## TRY IT:
The expected result is the run of lines from the one containing "server they spawned." to the end of the listing, copied exactly.

## SOURCE MATERIAL:

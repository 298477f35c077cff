//! Edge stream publisher.
//!
//! # Architecture Overview
//!
//! ```text
//!     Client Request      ┌──────────────────────────────────────────────────────┐
//!     ────────────────────┼─▶ http::server ──▶ handler ──▶ stream::service        │
//!                         │   (request id,     (parse,      (status check,       │
//!                         │    trace, limits)   validate,    `message` extract)  │
//!                         │                     digest)            │             │
//!                         │                                        ▼             │
//!     Client Response     │                                 stream::client ──────┼──▶ GDN stream app
//!     ◀───────────────────┼── JSON + Content-Language ◀───────────────────────────┼───
//!                         └──────────────────────────────────────────────────────┘
//! ```

use std::path::PathBuf;

use clap::Parser;
use tokio::net::TcpListener;

use edge_stream_publisher::config::{load_config, PublisherConfig};
use edge_stream_publisher::observability::{logging, metrics};
use edge_stream_publisher::{HttpServer, Shutdown};

#[derive(Parser)]
#[command(name = "edge-stream-publisher")]
#[command(about = "Publishes SMS auth events to a Macrometa stream", long_about = None)]
struct Args {
    /// Path to a TOML configuration file. Defaults are used when omitted.
    #[arg(short, long, env = "PUBLISHER_CONFIG")]
    config: Option<PathBuf>,
}

#[tokio::main]
async fn main() -> Result<(), Box<dyn std::error::Error>> {
    let args = Args::parse();

    let config = match &args.config {
        Some(path) => load_config(path)?,
        None => PublisherConfig::default(),
    };

    logging::init_logging(&config.observability)?;

    tracing::info!("edge-stream-publisher v{} starting", env!("CARGO_PKG_VERSION"));
    tracing::info!(
        config_path = ?args.config,
        bind_address = %config.listener.bind_address,
        c8_url = %config.stream.c8_url,
        fabric = %config.stream.fabric,
        request_timeout_secs = config.timeouts.request_secs,
        "Configuration loaded"
    );

    if config.observability.metrics_enabled {
        metrics::init_metrics(config.observability.metrics_address.parse()?)?;
    }

    let listener = TcpListener::bind(&config.listener.bind_address).await?;
    tracing::info!(address = %listener.local_addr()?, "Listening for connections");

    let shutdown = Shutdown::new();
    let server = HttpServer::new(config)?;
    server.run(listener, shutdown.subscribe()).await?;

    tracing::info!("Shutdown complete");
    Ok(())
}
//! Shutdown coordination for the publisher.

use tokio::sync::broadcast;

/// Broadcast handle that stops running servers.
///
/// `main` keeps one; tests use it to stop a server they spawned.
#[derive(Debug, Clone)]
pub struct Shutdown {
    tx: broadcast::Sender<()>,
}

impl Shutdown {
    pub fn new() -> Self {
        let (tx, _) = broadcast::channel(1);
        Self { tx }
    }

    /// Receiver to hand to [`crate::HttpServer::run`].
    pub fn subscribe(&self) -> broadcast::Receiver<()> {
        self.tx.subscribe()
    }

    /// Signal every subscriber. Returns how many were listening.
    pub fn trigger(&self) -> usize {
        self.tx.send(()).unwrap_or(0)
    }
}

impl Default for Shutdown {
    fn default() -> Self {
        Self::new()
    }
}
//! Observability subsystem.
//!
//! # Data Flow
//! ```text
//! handler, stream service, server:
//!     → logging.rs (structured log events)
//!     → metrics.rs (counters, histograms)
//!
//! Consumers:
//!     → Log aggregation (stdout)
//!     → Metrics endpoint (Prometheus scrape)
//! ```
//!
//! # Design Decisions
//! - Request ID flows through every log line via the trace span
//! - Metrics are cheap and no-ops until an exporter is installed

pub mod logging;
pub mod metrics;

## ANSWER SPACE:
/// `main` keeps one; tests use it to stop a server they spawned.
#[derive(Debug, Clone)]
pub struct Shutdown {
    tx: broadcast::Sender<()>,
}

impl Shutdown {
    pub fn new() -> Self {
        let (tx, _) = broadcast::channel(1);
        Self { tx }
    }

    /// Receiver to hand to [`crate::HttpServer::run`].
    pub fn subscribe(&self) -> broadcast::Receiver<()> {
        self.tx.subscribe()
    }

    /// Signal every subscriber. Returns how many were listening.
    pub fn trigger(&self) -> usize {
        self.tx.send(()).unwrap_or(0)
    }
}

impl Default for Shutdown {
    fn default() -> Self {
        Self::new()
    }
}
//! Observability subsystem.
//!
//! # Data Flow
//! ```text
//! handler, stream service, server:
//!     → logging.rs (structured log events)
//!     → metrics.rs (counters, histograms)
//!
//! Consumers:
//!     → Log aggregation (stdout)
//!     → Metrics endpoint (Prometheus scrape)
//! ```
//!
//! # Design Decisions
//! - Request ID flows through every log line via the trace span
//! - Metrics are cheap and no-ops until an exporter is installed

pub mod logging;
pub mod metrics;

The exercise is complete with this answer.